As we discussed back in April of 2013, teaching a solid verbal cue for sit, down, and stand can be harder than it sounds, especially when you incorporate distractions – like a group of dogs running around and playing! For all three of these skills, when working on teaching a verbal cue (or proofing the cue around distractions) say the word “sit” or “down” with no other cue (no food in your hands or hand signal). If the dog sits or lies down, excellent! If not, try to make the exercise easier by cueing the behavior with a hand signal. To do this, say the word “sit” or “down”, wait 1-2 seconds, and if you don’t get the behavior use a hand signal. If the dog doesn’t respond to the hand signal, use a piece of food in your hand to lure the behavior. Repeat often and remember to say the word “sit” or “down” first, then use the hand signal if needed.

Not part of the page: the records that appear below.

use sea_orm::{ColumnTrait, DatabaseConnection, EntityTrait, QueryFilter, QueryOrder};
use std::sync::Arc;
use tracing::instrument;
use uuid::Uuid;

use crate::entities::{food_truck, order, order_item};
use crate::errors::ServiceError;

/// Read-side order queries for the customer and operator surfaces.
#[derive(Clone)]
pub struct OrderQueryService {
    db: Arc<DatabaseConnection>,
}

impl OrderQueryService {
    pub fn new(db: Arc<DatabaseConnection>) -> Self {
        Self { db }
    }

    #[instrument(skip(self))]
    pub async fn list_for_customer(
        &self,
        customer_id: Uuid,
    ) -> Result<Vec<order::Model>, ServiceError> {
        let orders = order::Entity::find()
            .filter(order::Column::CustomerId.eq(customer_id))
            .order_by_desc(order::Column::OrderTime)
            .all(&*self.db)
            .await?;
        Ok(orders)
    }

    /// Loads one order with its line snapshots, enforcing ownership.
    #[instrument(skip(self))]
    pub async fn get_for_customer(
        &self,
        customer_id: Uuid,
        order_id: Uuid,
    ) -> Result<(order::Model, Vec<order_item::Model>), ServiceError> {
        let order = order::Entity::find_by_id(order_id)
            .one(&*self.db)
            .await?
            .ok_or_else(|| ServiceError::NotFound(format!("Order {order_id} not found")))?;

        if order.customer_id != customer_id {
            return Err(ServiceError::Forbidden(
                "Order belongs to a different customer".to_string(),
            ));
        }

        let items = order_item::Entity::find()
            .filter(order_item::Column::OrderId.eq(order_id))
            .all(&*self.db)
            .await?;

        Ok((order, items))
    }

    /// All orders across the operator's trucks, newest first.
    #[instrument(skip(self))]
    pub async fn list_for_operator(
        &self,
        operator_id: Uuid,
    ) -> Result<Vec<order::Model>, ServiceError> {
        let truck_ids: Vec<Uuid> = food_truck::Entity::find()
            .filter(food_truck::Column::OperatorId.eq(operator_id))
            .all(&*self.db)
            .await?
            .into_iter()
            .map(|t| t.id)
            .collect();

        if truck_ids.is_empty() {
            return Ok(Vec::new());
        }

        let orders = order::Entity::find()
            .filter(order::Column::FoodTruckId.is_in(truck_ids))
            .order_by_desc(order::Column::OrderTime)
            .all(&*self.db)
            .await?;
        Ok(orders)
    }
}
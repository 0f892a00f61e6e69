use rust_decimal::Decimal;
use sea_orm::entity::prelude::*;
use serde::{Deserialize, Serialize};
use uuid::Uuid;

#[derive(Clone, Debug, PartialEq, Eq, DeriveEntityModel, Serialize, Deserialize)]
#[sea_orm(table_name = "menu_items")]
pub struct Model {
    #[sea_orm(primary_key, auto_increment = false)]
    pub id: Uuid,
    pub food_truck_id: Uuid,
    pub category_id: Uuid,
    pub name: String,
    #[sea_orm(nullable)]
    pub description: Option<String>,
    #[sea_orm(column_type = "Decimal(Some((10, 2)))")]
    pub base_price: Decimal,
    pub is_available: bool,
}

#[derive(Copy, Clone, Debug, EnumIter, DeriveRelation)]
pub enum Relation {
    #[sea_orm(
        belongs_to = "super::food_truck::Entity",
        from = "Column::FoodTruckId",
        to = "super::food_truck::Column::Id"
    )]
    FoodTruck,
    #[sea_orm(
        belongs_to = "super::menu_category::Entity",
        from = "Column::CategoryId",
        to = "super::menu_category::Column::Id"
    )]
    Category,
    #[sea_orm(has_many = "super::menu_item_option::Entity")]
    Options,
}

impl Related<super::food_truck::Entity> for Entity {
    fn to() -> RelationDef {
        Relation::FoodTruck.def()
    }
}

impl Related<super::menu_category::Entity> for Entity {
    fn to() -> RelationDef {
        Relation::Category.def()
    }
}

impl Related<super::menu_item_option::Entity> for Entity {
    fn to() -> RelationDef {
        Relation::Options.def()
    }
}

impl ActiveModelBehavior for ActiveModel {}
//! Request identity. Authentication mechanics (tokens, sessions) live at the
//! edge proxy; this service receives an already-authenticated user id and
//! role and enforces ownership on everything it touches.

use axum::{extract::FromRequestParts, http::request::Parts};
use serde::{Deserialize, Serialize};
use strum::{Display, EnumString};
use uuid::Uuid;

use crate::errors::ServiceError;

pub const USER_ID_HEADER: &str = "x-user-id";
pub const USER_ROLE_HEADER: &str = "x-user-role";

#[derive(Debug, Clone, Copy, PartialEq, Eq, Serialize, Deserialize, Display, EnumString)]
#[strum(serialize_all = "snake_case")]
#[serde(rename_all = "snake_case")]
pub enum Role {
    Customer,
    Operator,
}

/// The authenticated caller, extracted from the identity headers.
#[derive(Debug, Clone, Copy)]
pub struct AuthUser {
    pub id: Uuid,
    pub role: Role,
}

impl AuthUser {
    pub fn is_operator(&self) -> bool {
        self.role == Role::Operator
    }

    pub fn is_customer(&self) -> bool {
        self.role == Role::Customer
    }
}

impl<S> FromRequestParts<S> for AuthUser
where
    S: Send + Sync,
{
    type Rejection = ServiceError;

    async fn from_request_parts(parts: &mut Parts, _state: &S) -> Result<Self, Self::Rejection> {
        let id = parts
            .headers
            .get(USER_ID_HEADER)
            .and_then(|v| v.to_str().ok())
            .ok_or_else(|| ServiceError::Unauthorized("Missing user identity".to_string()))?;
        let id = Uuid::parse_str(id)
            .map_err(|_| ServiceError::Unauthorized("Malformed user identity".to_string()))?;

        let role = parts
            .headers
            .get(USER_ROLE_HEADER)
            .and_then(|v| v.to_str().ok())
            .ok_or_else(|| ServiceError::Unauthorized("Missing user role".to_string()))?;
        let role = role
            .parse::<Role>()
            .map_err(|_| ServiceError::Unauthorized(format!("Unknown role: {role}")))?;

        Ok(AuthUser { id, role })
    }
}

#[cfg(test)]
mod tests {
    use super::*;

    #[test]
    fn role_parses_from_header_values() {
        assert_eq!("customer".parse::<Role>().unwrap(), Role::Customer);
        assert_eq!("operator".parse::<Role>().unwrap(), Role::Operator);
        assert!("admin".parse::<Role>().is_err());
    }

    #[test]
    fn role_displays_snake_case() {
        assert_eq!(Role::Customer.to_string(), "customer");
        assert_eq!(Role::Operator.to_string(), "operator");
    }
}
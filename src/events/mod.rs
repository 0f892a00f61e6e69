use serde::{Deserialize, Serialize};
use tokio::sync::mpsc;
use tracing::{debug, info};
use uuid::Uuid;

/// Domain events emitted after a committed write. Consumed off a channel so
/// emitting never blocks or fails the request path.
#[derive(Debug, Clone, Serialize, Deserialize)]
pub enum Event {
    OrderPlaced {
        order_id: Uuid,
        food_truck_id: Uuid,
    },
    OrderStatusChanged {
        order_id: Uuid,
        old_status: String,
        new_status: String,
    },
    CancellationRequested {
        order_id: Uuid,
        food_truck_id: Uuid,
    },
    RefundIssued {
        order_id: Uuid,
        charge_id: String,
    },
}

#[derive(Debug, Clone)]
pub struct EventSender {
    sender: mpsc::Sender<Event>,
}

impl EventSender {
    pub fn new(sender: mpsc::Sender<Event>) -> Self {
        Self { sender }
    }

    /// Sends an event; a full or closed channel is logged, not surfaced.
    pub async fn send(&self, event: Event) {
        if let Err(e) = self.sender.send(event).await {
            tracing::warn!(error = %e, "Failed to enqueue domain event");
        }
    }
}

/// Background consumer for the domain-event channel.
pub async fn process_events(mut receiver: mpsc::Receiver<Event>) {
    info!("Event processor started");
    while let Some(event) = receiver.recv().await {
        match &event {
            Event::OrderPlaced {
                order_id,
                food_truck_id,
            } => {
                info!(%order_id, %food_truck_id, "event: order placed");
            }
            Event::OrderStatusChanged {
                order_id,
                old_status,
                new_status,
            } => {
                info!(%order_id, %old_status, %new_status, "event: order status changed");
            }
            Event::CancellationRequested {
                order_id,
                food_truck_id,
            } => {
                info!(%order_id, %food_truck_id, "event: cancellation requested");
            }
            Event::RefundIssued {
                order_id,
                charge_id,
            } => {
                info!(%order_id, %charge_id, "event: refund issued");
            }
        }
        debug!(?event, "event processed");
    }
    info!("Event processor stopped");
}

When you’re working on Sit, Down, and Stand there are actually 6 moves, or position changes, that you can practice: Stand, Sit, Down, Sit, Stand, Down, Stand.
Vary the routine! Dogs are very good at learning routines and changing the order of your training routine (sit, down, stand, down, sit, stand, etc.) helps to keep your dog’s attention. It also ensures that your dog will learn the correct cue for each position change.